Tinamus major is Tetrao major. These are objective synonyms under the zoological code.
"Aves" := clade("Struthio camelus" | "Tetrao major"
                | "Vultur gryphus").
Aves is all successors of the maximal common predecessors of Struthio camelus, Tetrao major, and Vultur gryphus.
"Saurischia" := clade("Megalosaurus bucklandii"
                <- "Iguanodon bernissartensis").
Saurischia is all successors of the (common) predecessors of Megalosaurus bucklandii exclusive of all predecessors of Iguanodon bernissartensis.
"Avialae" := clade("wings used for powered flight"
                   @ "Vultur gryphus").
Avialae is all successors of the predecessors of Vultur gryphus to share wings used for powered flight synapomorphically with Vultur gryphus.
"Aves" = crown("Avialae", "extant")
       = crown("Saurischia", "extant")
Aves is equivalent to the avialan crown clade and the saurischian crown clade.
"Pan-Aves" := total("Aves", "extant").
Pan-Aves is the avian total clade.
"Avemetatarsalia" := clade("Aves" <- 
                     "Crocodylus niloticus").
Avemetatarsalia is all successors of the (common) predecessors of Aves exclusive of all predecessors of Crocodylus niloticus.
"Pan-Aves" = "Avemetatarsalia"
Pan-Aves is equivalent to Avemetatarsalia.
"Ichthyornithes" := clade("YPM-VP 1450" 
                 <- "Struthio camelus"
                    | "Tetrao major"
                    | "Vultur gryphus").
Ichthyornithes is all successors of the (common) predecessors of the organism represented by YPM-VP 1450 exclusive of all predecessors of Struthio camelus, Tetrao major, and/or Vultur gryphus. YPM-VP 1450 is the Ichthyornis dispar holotype specimen.
"Ichthyornis" := clade("Ichthyornithes"
                 & ("apomorphy 2"
                    | "apomorphy 5"
                    | "apomorphy 6"
                    | "apomorphy 7" 
                    | "apomorphy 8" 
                    @ "YPM-VP 1450")).
Ichthyornis is all successors of all ichthyornithean predecessors of the organism represented by YPM-VP 1450 to share apomorphies 2, 5, 6, 7, and 8 synapomorphically with the organism represented by YPM-VP 1450. The numbers refer to apomorphies described by Clarke (2004).
"Pan-Biota" :=
(clade * prc&)("Homo sapiens").
Pan-Biota is all successors of all (common) predecessors of Homo sapiens.

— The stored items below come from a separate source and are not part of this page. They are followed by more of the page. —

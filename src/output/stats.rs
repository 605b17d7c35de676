//! Crawl statistics and the final report
//!
//! The crawler fills in [`CrawlStats`] as it goes and hands a
//! [`CrawlReport`] to the presenter once the frontier is empty.

use chrono::{DateTime, Utc};

/// Counters collected during a crawl
#[derive(Debug, Clone, Default, PartialEq, Eq)]
pub struct CrawlStats {
    /// URIs taken off the frontier and handed to the fetcher
    pub pages_visited: u64,

    /// Fetched pages with a text-like content type
    pub pages_scanned: u64,

    /// Fetched pages skipped because of their content type
    pub pages_non_text: u64,

    /// Fetches that failed (malformed URI, transport, status, body)
    pub fetch_failures: u64,

    /// In-scope links pushed onto the frontier
    pub links_queued: u64,

    /// Reconstructed links rejected by the scope check
    pub links_out_of_scope: u64,

    /// Raw links with no usable prefix
    pub links_unusable: u64,
}

impl CrawlStats {
    /// Returns the share of visited pages that were scanned, as a percentage
    pub fn scan_rate(&self) -> f64 {
        if self.pages_visited == 0 {
            return 0.0;
        }
        (self.pages_scanned as f64 / self.pages_visited as f64) * 100.0
    }
}

/// Outcome of one crawl invocation
#[derive(Debug, Clone)]
pub struct CrawlReport {
    /// The seed domain
    pub domain: String,

    /// Distinct emails in first-discovery order
    pub emails: Vec<String>,

    pub stats: CrawlStats,

    pub started_at: DateTime<Utc>,
    pub finished_at: DateTime<Utc>,
}

impl CrawlReport {
    /// Returns true if at least one email was found
    pub fn found(&self) -> bool {
        !self.emails.is_empty()
    }

    /// Wall-clock duration of the crawl in milliseconds
    pub fn duration_ms(&self) -> i64 {
        (self.finished_at - self.started_at).num_milliseconds()
    }
}

/// Formats a one-line summary of a finished crawl
pub fn format_summary(report: &CrawlReport) -> String {
    let stats = &report.stats;
    format!(
        "{}: {} emails, {} pages visited ({} scanned, {} non-text, {} failed), \
         {} links queued, {} out of scope, {} unusable, {:.1}% scanned, {}ms",
        report.domain,
        report.emails.len(),
        stats.pages_visited,
        stats.pages_scanned,
        stats.pages_non_text,
        stats.fetch_failures,
        stats.links_queued,
        stats.links_out_of_scope,
        stats.links_unusable,
        stats.scan_rate(),
        report.duration_ms()
    )
}

#[cfg(test)]
mod tests {
    use super::*;
    use chrono::Duration;

    fn report(emails: Vec<&str>) -> CrawlReport {
        let started_at = Utc::now();
        CrawlReport {
            domain: "example.com".to_string(),
            emails: emails.into_iter().map(str::to_string).collect(),
            stats: CrawlStats {
                pages_visited: 4,
                pages_scanned: 3,
                pages_non_text: 1,
                fetch_failures: 0,
                links_queued: 7,
                links_out_of_scope: 2,
                links_unusable: 1,
            },
            started_at,
            finished_at: started_at + Duration::milliseconds(1500),
        }
    }

    #[test]
    fn test_scan_rate() {
        let stats = report(vec![]).stats;
        assert!((stats.scan_rate() - 75.0).abs() < 0.01);
    }

    #[test]
    fn test_scan_rate_zero_pages() {
        assert_eq!(CrawlStats::default().scan_rate(), 0.0);
    }

    #[test]
    fn test_found() {
        assert!(!report(vec![]).found());
        assert!(report(vec!["a@example.com"]).found());
    }

    #[test]
    fn test_duration() {
        assert_eq!(report(vec![]).duration_ms(), 1500);
    }

    #[test]
    fn test_format_summary() {
        let summary = format_summary(&report(vec!["a@example.com"]));
        assert!(summary.starts_with("example.com: 1 emails, 4 pages visited"));
        assert!(summary.contains("3 scanned, 1 non-text, 0 failed"));
        assert!(summary.contains("7 links queued, 2 out of scope, 1 unusable"));
        assert!(summary.ends_with("75.0% scanned, 1500ms"));
    }
}
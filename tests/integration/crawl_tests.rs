//! Integration tests for the crawler
//!
//! These tests use wiremock to serve pages to the real HTTP fetcher and
//! test the full crawl cycle end-to-end. Mock expectations are verified
//! when each server is dropped.

use email_harvest::config::Config;
use email_harvest::crawler::{crawl, Crawler, Fetcher, HttpFetcher};
use email_harvest::output::{CollectingSink, CrawlReport};
use email_harvest::url::Domain;
use email_harvest::FetchError;
use std::sync::Arc;
use wiremock::matchers::{method, path};
use wiremock::{Mock, MockServer, ResponseTemplate};

/// Domain of a mock server, e.g. "127.0.0.1:41234"
fn server_domain(server: &MockServer) -> Domain {
    Domain::parse(&server.address().to_string()).expect("Failed to build domain")
}

fn html(body: &str) -> ResponseTemplate {
    ResponseTemplate::new(200).set_body_raw(body.as_bytes().to_vec(), "text/html")
}

async fn mount_page(server: &MockServer, route: &str, response: ResponseTemplate, hits: u64) {
    Mock::given(method("GET"))
        .and(path(route))
        .respond_with(response)
        .expect(hits)
        .mount(server)
        .await;
}

async fn run_crawl(crawler: Crawler) -> (CrawlReport, CollectingSink) {
    let fetcher =
        Arc::new(HttpFetcher::from_config(&Config::default()).expect("Failed to build client"));
    let mut sink = CollectingSink::new();
    let report = crawler.run(fetcher, &mut sink).await;
    (report, sink)
}

#[tokio::test]
async fn test_full_crawl_single_domain() {
    let mock_server = MockServer::start().await;

    mount_page(
        &mock_server,
        "/",
        html(r#"<html><body>contact: jane.doe@example.com <a href="/about">About</a></body></html>"#),
        1,
    )
    .await;
    mount_page(
        &mock_server,
        "/about",
        html(r#"<html><body>info@example.com <a href="http://external.invalid">Elsewhere</a></body></html>"#),
        1,
    )
    .await;

    let crawler = Crawler::new(server_domain(&mock_server), false);
    let (report, sink) = run_crawl(crawler).await;

    assert_eq!(report.emails, vec!["jane.doe@example.com", "info@example.com"]);
    assert_eq!(sink.emails, report.emails);
    assert!(sink.found);
    assert_eq!(report.stats.pages_visited, 2);
    assert_eq!(report.stats.pages_scanned, 2);
    assert_eq!(report.stats.links_out_of_scope, 1);
}

#[tokio::test]
async fn test_binary_content_is_skipped() {
    let mock_server = MockServer::start().await;

    mount_page(&mock_server, "/", html(r#"<img><a href="/logo.png">logo</a>"#), 1).await;
    mount_page(
        &mock_server,
        "/logo.png",
        ResponseTemplate::new(200)
            .set_body_raw(b"\x89PNG hidden@example.com".to_vec(), "image/png"),
        1,
    )
    .await;

    let crawler = Crawler::new(server_domain(&mock_server), false);
    let (report, sink) = run_crawl(crawler).await;

    assert!(report.emails.is_empty());
    assert!(!sink.found);
    assert_eq!(report.stats.pages_non_text, 1);
}

#[tokio::test]
async fn test_cyclic_links_fetch_each_page_once() {
    let mock_server = MockServer::start().await;
    let domain = server_domain(&mock_server);

    mount_page(&mock_server, "/", html(r#"<a href="/b">B</a>"#), 1).await;
    mount_page(
        &mock_server,
        "/b",
        html(&format!(
            r#"<a href="http://{}">A</a><a href="/b">B</a><a href="//{}/b">B again</a>"#,
            domain, domain
        )),
        1,
    )
    .await;

    let crawler = Crawler::new(domain, false);
    let (report, _) = run_crawl(crawler).await;

    assert_eq!(report.stats.pages_visited, 2);
    assert_eq!(report.stats.links_queued, 4);
}

#[tokio::test]
async fn test_failed_fetches_are_skipped() {
    let mock_server = MockServer::start().await;

    mount_page(
        &mock_server,
        "/",
        html(
            r#"<a href="/missing">gone</a>
               <a href="/error">error</a>
               <a href="/ok">ok</a>"#,
        ),
        1,
    )
    .await;
    mount_page(&mock_server, "/error", ResponseTemplate::new(500), 1).await;
    mount_page(&mock_server, "/ok", html("ok@example.com"), 1).await;

    let crawler = Crawler::new(server_domain(&mock_server), false);
    let (report, _) = run_crawl(crawler).await;

    assert_eq!(report.emails, vec!["ok@example.com"]);
    assert_eq!(report.stats.fetch_failures, 2);
    assert_eq!(report.stats.pages_visited, 4);
}

#[tokio::test]
async fn test_redirects_are_followed_by_the_fetcher() {
    let mock_server = MockServer::start().await;

    mount_page(
        &mock_server,
        "/",
        html(r#"<a href="/moved">moved</a> <a href="/ok">ok</a>"#),
        1,
    )
    .await;
    mount_page(
        &mock_server,
        "/moved",
        ResponseTemplate::new(302).insert_header("location", "/target"),
        1,
    )
    .await;
    mount_page(&mock_server, "/target", html("target@example.com"), 1).await;
    mount_page(&mock_server, "/ok", html("ok@example.com"), 1).await;

    let crawler = Crawler::new(server_domain(&mock_server), false);
    let (report, _) = run_crawl(crawler).await;

    assert_eq!(report.emails, vec!["ok@example.com", "target@example.com"]);
    assert_eq!(report.stats.fetch_failures, 0);
}

#[tokio::test]
async fn test_seed_redirect_is_followed() {
    let mock_server = MockServer::start().await;

    mount_page(
        &mock_server,
        "/",
        ResponseTemplate::new(301).insert_header("location", "/home"),
        1,
    )
    .await;
    mount_page(&mock_server, "/home", html("team@example.com"), 1).await;

    let crawler = Crawler::new(server_domain(&mock_server), false);
    let (report, sink) = run_crawl(crawler).await;

    assert_eq!(report.emails, vec!["team@example.com"]);
    assert!(sink.found);
    assert_eq!(report.stats.fetch_failures, 0);
}

#[tokio::test]
async fn test_redirect_loop_is_a_failed_fetch() {
    let mock_server = MockServer::start().await;

    Mock::given(method("GET"))
        .and(path("/"))
        .respond_with(ResponseTemplate::new(302).insert_header("location", "/"))
        .mount(&mock_server)
        .await;

    let crawler = Crawler::new(server_domain(&mock_server), false);
    let (report, sink) = run_crawl(crawler).await;

    assert!(report.emails.is_empty());
    assert!(!sink.found);
    assert_eq!(report.stats.fetch_failures, 1);
}

#[tokio::test]
async fn test_crawl_entry_point_with_concurrency() {
    let mock_server = MockServer::start().await;

    let mut index = String::new();
    for i in 0..10 {
        index.push_str(&format!(r#"<a href="/team/{i}">member</a>"#));
        mount_page(
            &mock_server,
            &format!("/team/{i}"),
            html(&format!(r#"member{i}@example.com <a href="/">home</a>"#)),
            1,
        )
        .await;
    }
    mount_page(&mock_server, "/", html(&index), 2).await;

    let mut config = Config::default();
    config.crawler.concurrency = 4;

    let mut sink = CollectingSink::new();
    let report = crawl(server_domain(&mock_server), false, &config, &mut sink)
        .await
        .expect("Crawl failed");

    assert_eq!(report.emails.len(), 10);
    assert_eq!(sink.emails.len(), 10);
    assert!(sink.finished);
    // "/" is reached once as the seed and once as "<domain>/"
    assert_eq!(report.stats.pages_visited, 12);
}

#[tokio::test]
async fn test_http_fetcher_reports_status_errors() {
    let mock_server = MockServer::start().await;
    mount_page(&mock_server, "/gone", ResponseTemplate::new(404), 1).await;

    let fetcher = HttpFetcher::from_config(&Config::default()).expect("Failed to build client");
    let uri = format!("{}/gone", mock_server.address());
    let result = fetcher.fetch(&uri).await;

    assert!(matches!(result, Err(FetchError::Status { status: 404, .. })));
}

#[tokio::test]
async fn test_http_fetcher_returns_content_type_and_body() {
    let mock_server = MockServer::start().await;
    mount_page(&mock_server, "/page", html("hello@example.com"), 1).await;

    let fetcher = HttpFetcher::from_config(&Config::default()).expect("Failed to build client");
    let uri = format!("{}/page", mock_server.address());
    let page = fetcher.fetch(&uri).await.expect("Fetch failed");

    assert!(page.content_type.starts_with("text/html"));
    assert_eq!(page.body, "hello@example.com");
    assert!(page.is_text());
}

#[tokio::test]
async fn test_http_fetcher_does_not_read_binary_bodies() {
    let mock_server = MockServer::start().await;
    mount_page(
        &mock_server,
        "/archive.bin",
        ResponseTemplate::new(200)
            .set_body_raw(vec![b'x'; 64 * 1024], "application/octet-stream"),
        1,
    )
    .await;

    let fetcher = HttpFetcher::from_config(&Config::default()).expect("Failed to build client");
    let uri = format!("{}/archive.bin", mock_server.address());
    let page = fetcher.fetch(&uri).await.expect("Fetch failed");

    assert_eq!(page.content_type, "application/octet-stream");
    assert!(page.body.is_empty());
    assert!(!page.is_text());
}

#[tokio::test]
async fn test_http_fetcher_skips_image_body() {
    let mock_server = MockServer::start().await;
    mount_page(
        &mock_server,
        "/logo.png",
        ResponseTemplate::new(200)
            .set_body_raw(b"\x89PNG hidden@example.com".to_vec(), "image/png"),
        1,
    )
    .await;

    let fetcher = HttpFetcher::from_config(&Config::default()).expect("Failed to build client");
    let uri = format!("{}/logo.png", mock_server.address());
    let page = fetcher.fetch(&uri).await.expect("Fetch failed");

    assert_eq!(page.body, "");
}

"Biota" := crown("Pan-Biota", "extant").
Biota is all successors of the maximal common predecessors of all extant members of Pan-Biota.
"S" := "Otaria byronia" | "Odobenus rosmarus"
       | "Phoca vitulina".
"Pinnipedia" :=
             (max * prc&)("S") <= ("flippers" @ "S")
             ? clade("S") : {}.
If the maximal common predecessors of the specifiers (Otaria byronia, Odobenus rosmarus, and Phoca vitulina) possessed flippers synapomorphic with those of the specifiers, then Pinnipedia is all successors of the maximal common predecessors of the specifiers. Otherwise, Pinnipedia is empty.